For my next reference: The Hyperbolic Time Chamber from DBZ
Perhaps the funniest (soon to be sad and scary) thing I've noticed is the evolution of Hold'em in live poker and how it's starting to mirror the evolution of Hold'em in online games. In Dragon Ball Z (one of the best anime's ever made btw) there was this room called the Hyperbolic Time Chamber. When you're in the Hyperbolic Time Chamber, 1 day in real world = 1 year in the time chamber. The room extends to infinity and the gravity is x100 earth's gravity and there is 1000 degree flames of fire and all kinds of fucking brutal ass-kicking shit. Goku and Gohan go in the Hyberbolic Time Chamber, evolve into higher level Super Saiyans, come out and rape everyone's face in the real world. Online poker is the Hyperbolic Time Chamber. You are able to learn the game so much faster online than you are able to live. In some ways, it's actually extremely hard to correctly learn Hold'em when playing live since it's so slow, it's very hard to see the long run.
Ronin Talken on 2p2 wrote a good article on 3betting meta game in Hold'em a while back and I'll just take a quote from it:
History of 3betting cliffnotes for lazy people:
- Everyone 3bets a merged value range.
- Everyone realizes that 4bets are really big in No Limit, and folding JJ preflop sucks.
- Everyone stops 3betting, unless they have KK+, AK.
- Everyone stops calling 3bets, because no one 3bets anything but QQ+, AK.
- Smart people started 3betting ATC because nits are hilarious.
- Nits got less nitty and started 4betting.
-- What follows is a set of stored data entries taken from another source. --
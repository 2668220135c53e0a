use std::error::Error;
use std::path::PathBuf;

use clap::Args;
use refl_core::RngHandle;
use refl_exp::LibrarySample;
use refl_plot::{plot_reflectivity, write_data_csv};
use refl_sim::{joint_log_likelihood, simulate, simulate_magnetic, AngleTime, SpinChannels};

use super::{load_beam, parse_angle_time};

#[derive(Args, Debug)]
pub struct SimulateArgs {
    #[arg(long)]
    pub sample: String,
    /// Measurement as `angle:points:time`; repeat for several angles.
    #[arg(long = "at", required = true, value_parser = parse_angle_time)]
    pub angle_times: Vec<AngleTime>,
    #[arg(long, default_value_t = 0)]
    pub seed: u64,
    #[arg(long)]
    pub beam: Option<PathBuf>,
    /// Also simulate the spin-flip channels of magnetic samples.
    #[arg(long)]
    pub spin_flip: bool,
    #[arg(long)]
    pub out: PathBuf,
}

pub fn run(args: &SimulateArgs) -> Result<(), Box<dyn Error>> {
    let beam = load_beam(args.beam.as_deref())?;
    let library = LibrarySample::load(&args.sample)?;
    let sample = library.as_sample();
    let structure = sample.structure()?;
    let mut rng = RngHandle::from_seed(args.seed);

    let (models, datasets) = if structure.is_magnetic() {
        let channels = if args.spin_flip {
            SpinChannels::all()
        } else {
            SpinChannels::non_spin_flip()
        };
        simulate_magnetic(
            &structure,
            &args.angle_times,
            sample.conditions(),
            &beam,
            channels,
            &mut rng,
        )?
    } else {
        let (model, data) = simulate(
            &structure,
            &args.angle_times,
            sample.conditions(),
            &beam,
            &mut rng,
        )?;
        (vec![model], vec![data])
    };

    let dir = args.out.join(sample.name());
    for (model, data) in models.iter().zip(&datasets) {
        let path = dir.join(format!("data_{}.csv", model.spin.label()));
        write_data_csv(data, &path)?;
    }
    let figure = plot_reflectivity(&models, &datasets, &dir, "simulated_data")?;
    let logl = joint_log_likelihood(&models, &datasets)?;
    println!(
        "{}: {} points, log-likelihood {:.3}, figure {}",
        sample.name(),
        datasets.iter().map(|d| d.len()).sum::<usize>(),
        logl,
        figure.display()
    );
    Ok(())
}
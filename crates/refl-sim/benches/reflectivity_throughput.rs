use criterion::{criterion_group, criterion_main, Criterion};
use refl_model::library::many_param_sample;
use refl_model::Sample;
use refl_sim::{reflectivity, simulate, AngleTime, Conditions, DirectBeam, ReflectModel};
use refl_core::RngHandle;

fn bench_reflectivity(c: &mut Criterion) {
    let structure = many_param_sample()
        .expect("sample")
        .structure()
        .expect("structure");
    let model = ReflectModel::new(structure.clone(), Conditions::default());
    let q: Vec<f64> = (0..500).map(|i| 0.005 + 0.395 * i as f64 / 499.0).collect();
    c.bench_function("reflectivity_500_points", |b| {
        b.iter(|| {
            let _ = reflectivity(&q, &model).expect("reflectivity");
        });
    });

    let beam = DirectBeam::offspec();
    let plan = [AngleTime::new(0.7, 100, 5.0), AngleTime::new(2.0, 100, 20.0)];
    c.bench_function("simulate_two_angles", |b| {
        let mut rng = RngHandle::from_seed(11);
        b.iter(|| {
            let _ = simulate(&structure, &plan, Conditions::default(), &beam, &mut rng)
                .expect("simulate");
        });
    });
}

criterion_group!(benches, bench_reflectivity);
criterion_main!(benches);
use std::error::Error;

use clap::Args;
use refl_exp::{DifferentialEvolutionOptions, Study, Values};
use refl_sim::AngleTime;

use super::{parse_angle_time, parse_values, run_single, StudyArgs};

#[derive(Args, Debug)]
pub struct UnderlayerArgs {
    /// Underlayer thicknesses in Å.
    #[arg(long, value_parser = parse_values, default_value = "5:500:50")]
    pub thicknesses: Values,
    /// Underlayer SLDs in 1e-6 Å⁻².
    #[arg(long, value_parser = parse_values, default_value = "1:9:50")]
    pub slds: Values,
    /// Bulk water SLDs the bilayer is measured in.
    #[arg(
        long = "contrast",
        allow_hyphen_values = true,
        default_values_t = [-0.56, 6.36]
    )]
    pub contrasts: Vec<f64>,
    #[arg(
        long = "at",
        value_parser = parse_angle_time,
        default_values = ["0.7:70:10", "2.0:70:40"]
    )]
    pub angle_times: Vec<AngleTime>,
    #[command(flatten)]
    pub study: StudyArgs,
}

pub fn run(args: &UnderlayerArgs) -> Result<(), Box<dyn Error>> {
    let study = Study::Underlayer {
        thicknesses: args.thicknesses.clone(),
        slds: args.slds.clone(),
        contrasts: args.contrasts.clone(),
        angle_times: args.angle_times.clone(),
    };
    run_single(
        "underlayer",
        study,
        &args.study,
        DifferentialEvolutionOptions::default(),
    )
}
- Even smarter people invented polarization.
- Etc...
When I started live poker everyone was somewhere between the first two steps. Now most people have gotten to the: Everyone stops 3betting, unless they have KK+, AK. And some have moved on to: Everyone stops calling 3bets, because no one 3bets anything but QQ+, AK. This is where most live games are today, especially at the $5/$10 and $10/$20 level. That was like 2008 online poker! Sure enough thou, the improvements in player's game in live poker is mirroring how players improved online.
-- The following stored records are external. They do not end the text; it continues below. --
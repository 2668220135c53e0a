use criterion::{criterion_group, criterion_main, Criterion};
use refl_exp::{magnetic_underlayer_sweep, Scheduler};
use refl_model::SampleYig;
use refl_sim::{AngleTime, DirectBeam};

fn bench_sweep(c: &mut Criterion) {
    let yig = SampleYig::new();
    let beam = DirectBeam::offspec();
    let plan = [AngleTime::new(0.5, 100, 20.0), AngleTime::new(2.0, 100, 80.0)];
    let yig_thicks = [400.0, 550.0, 700.0, 850.0];
    let pt_thicks = [15.0, 20.0, 25.0, 30.0];
    for threads in [1, 4] {
        let scheduler = Scheduler::parallel(threads);
        c.bench_function(&format!("magnetic_sweep_4x4_{threads}_threads"), |b| {
            b.iter(|| {
                let _ = magnetic_underlayer_sweep(
                    &yig,
                    &yig_thicks,
                    &pt_thicks,
                    &plan,
                    &beam,
                    &scheduler,
                )
                .expect("sweep");
            });
        });
    }
}

criterion_group!(benches, bench_sweep);
criterion_main!(benches);
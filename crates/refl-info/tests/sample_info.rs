use approx::assert_relative_eq;
use refl_info::{
    angle_info, contrast_info, magnetic_info, min_eigenvalue, underlayer_info, FisherSummary,
    MagneticUnderlayerInfo,
};
use refl_model::library::simple_sample;
use refl_model::{BilayerDmpc, Sample, SampleYig, Underlayer, D2O_SLD, H2O_SLD};
use refl_sim::{AngleTime, Conditions, DirectBeam, SpinChannels};

fn plan(time_scale: f64) -> Vec<AngleTime> {
    vec![
        AngleTime::new(0.7, 100, 10.0 * time_scale),
        AngleTime::new(2.3, 100, 40.0 * time_scale),
    ]
}

#[test]
fn angle_info_covers_varying_parameters() {
    let sample = simple_sample().unwrap();
    let g = angle_info(&sample, &plan(1.0), Conditions::default(), &DirectBeam::offspec()).unwrap();
    let m = sample.parameters().varying().len();
    assert_eq!(g.shape(), (m, m));
    for i in 0..m {
        assert!(g[(i, i)] > 0.0);
        for j in 0..m {
            assert_relative_eq!(g[(i, j)], g[(j, i)], max_relative = 1e-9);
        }
    }
}

#[test]
fn information_grows_linearly_with_time() {
    let sample = simple_sample().unwrap();
    let beam = DirectBeam::offspec();
    let g1 = angle_info(&sample, &plan(1.0), Conditions::default(), &beam).unwrap();
    let g4 = angle_info(&sample, &plan(4.0), Conditions::default(), &beam).unwrap();
    assert_relative_eq!(min_eigenvalue(&g4), 4.0 * min_eigenvalue(&g1), max_relative = 1e-6);
}

#[test]
fn contrasts_add_information() {
    let bilayer = BilayerDmpc::new();
    let beam = DirectBeam::offspec();
    let conditions = bilayer.conditions();
    let d2o = contrast_info(&bilayer, &plan(1.0), &[D2O_SLD], &[], conditions, &beam).unwrap();
    let h2o = contrast_info(&bilayer, &plan(1.0), &[H2O_SLD], &[], conditions, &beam).unwrap();
    let both =
        contrast_info(&bilayer, &plan(1.0), &[D2O_SLD, H2O_SLD], &[], conditions, &beam).unwrap();
    let summed = &d2o + &h2o;
    for (a, b) in both.iter().zip(summed.iter()) {
        assert_relative_eq!(*a, *b, max_relative = 1e-9, epsilon = 1e-12);
    }
}

#[test]
fn contrast_list_must_not_be_empty() {
    let bilayer = BilayerDmpc::new();
    let err = contrast_info(
        &bilayer,
        &plan(1.0),
        &[],
        &[],
        bilayer.conditions(),
        &DirectBeam::offspec(),
    )
    .unwrap_err();
    assert_eq!(err.info().code, "contrasts-empty");
}

#[test]
fn underlayer_changes_bilayer_information() {
    let bilayer = BilayerDmpc::new();
    let beam = DirectBeam::offspec();
    let contrasts = [H2O_SLD, D2O_SLD];
    let bare = underlayer_info(&bilayer, &plan(1.0), &contrasts, &[], &beam).unwrap();
    let with = underlayer_info(
        &bilayer,
        &plan(1.0),
        &contrasts,
        &[Underlayer {
            thick: 127.1,
            sld: 5.39,
        }],
        &beam,
    )
    .unwrap();
    assert_eq!(bare.shape(), with.shape());
    assert!((min_eigenvalue(&bare) - min_eigenvalue(&with)).abs() > 0.0);
}

#[test]
fn pt_mag_information_is_positive() {
    let yig = SampleYig::new();
    let beam = DirectBeam::offspec();
    let g = yig
        .underlayer_info(&plan(1.0), 713.8, 21.08, &beam)
        .unwrap();
    assert_eq!(g.shape(), (1, 1));
    assert!(g[(0, 0)] > 0.0 && g[(0, 0)].is_finite());
    assert_eq!(yig.pt_mag(), 0.0);
}

#[test]
fn magnetic_info_is_square_over_varying_parameters() {
    let yig = SampleYig::new();
    let g = magnetic_info(
        &yig,
        &plan(1.0),
        SpinChannels::non_spin_flip(),
        &DirectBeam::offspec(),
    )
    .unwrap();
    let names = yig.parameters().names(&yig.parameters().varying());
    assert_eq!(g.nrows(), names.len());
    let summary = FisherSummary::new(names, &g);
    assert_eq!(summary.eigenvalues.len(), g.nrows());
    let json = serde_json::to_string(&summary).unwrap();
    assert!(json.contains("min_eigenvalue"));
}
So now I channel my inner Joe Rogan, and get real and honest. Online poker is most likely never going to return to USA. If it does, the games will be terrible. So where does this leave us as poker pros? What's the future like 10 years from now if you decide to continue playing this game? I know it might be depressing to think about, but it's definitely something that should be on everyone's mind. The longer you play this game the tougher it becomes to transition into other real world rolls. Is this something you commit to all the way? Will it still be viable to play without another source of income in the future? I'd like to hear your guys thoughts on the subject.